What do people think about inheriting pandas classes from abc.collections
classes?
I think the main ones are DataFrame
& Series
inheriting from Mapping
and Index
from Sequence
.
This would enable other libraries to infer classes' behavior in a tighter way, for example to work out whether an object is list-like but not dict-like, they can check the types, rather than hasattr(obj, '__iter__') and not hasattr(obj, 'values')
. And it doesn't cost anything.
But as far as I'm aware, other libraries in the pydata ecosystem don't do this, so this would be out of the norm.
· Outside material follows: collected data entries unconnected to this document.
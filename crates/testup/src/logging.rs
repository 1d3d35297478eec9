use std::sync::Once;

use tracing_subscriber::{fmt, EnvFilter};

static INIT: Once = Once::new();

/// Install the tracing subscriber once per process.
///
/// `RUST_LOG` wins when set. Otherwise testup logs warnings, or debug
/// events with `verbose`.
pub fn init_logging(verbose: bool) {
    INIT.call_once(|| {
        let default = if verbose { "testup=debug" } else { "testup=warn" };
        let env_filter =
            EnvFilter::try_from_default_env().unwrap_or_else(|_| EnvFilter::new(default));

        // Another subscriber may already be installed by the embedding binary.
        let _ = fmt()
            .with_env_filter(env_filter)
            .with_writer(std::io::stderr)
            .with_target(false)
            .compact()
            .try_init();
    });
}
https://docs.python.org/3/library/collections.abc.html
Comment From: kawochen
I think you have misunderstood abc
. These classes have special __subclasshook__
so that you don't have to inherit from them to be a subclass of them.
e.g.
In [172]: issubclass(pandas.Series, collections.Container)
Out[172]: True
So perhaps we can think about whether we want to make pandas
objects satisfy the necessary contracts.
Comment From: max-sixty
Cheers @kawochen. It looks like Mapping
doesn't implement that (its __subclasshook__
falls back to Sized).
I'm not sure why that is. It could be because it has some Mixin methods on top of its abstract methods? Whatever the reason, I'm fairly confident DataFrame satisfies the contracts
In [21]: df = pd.DataFrame()
In [22]: isinstance(df, collections.Mapping)
Out[22]: False
In [23]: isinstance(df, collections.Sized)
Out[23]: True
Comment From: kawochen
@MaximilianR nope it doesn't have items
edit: OK actually I don't know why.
Comment From: kawochen
I agree hasattr
isn't pretty. We can think about defining a few custom abstract base classes for pandas
using __subclasshook__
to replace those and functions like is_dict_like
. I don't know about performance, but it's probably just an extra indirection.
Comment From: max-sixty
@kawochen have a look at the Mapping.__subclasshook__
- it can never return True
:
In [27]: collections.Mapping.__subclasshook__??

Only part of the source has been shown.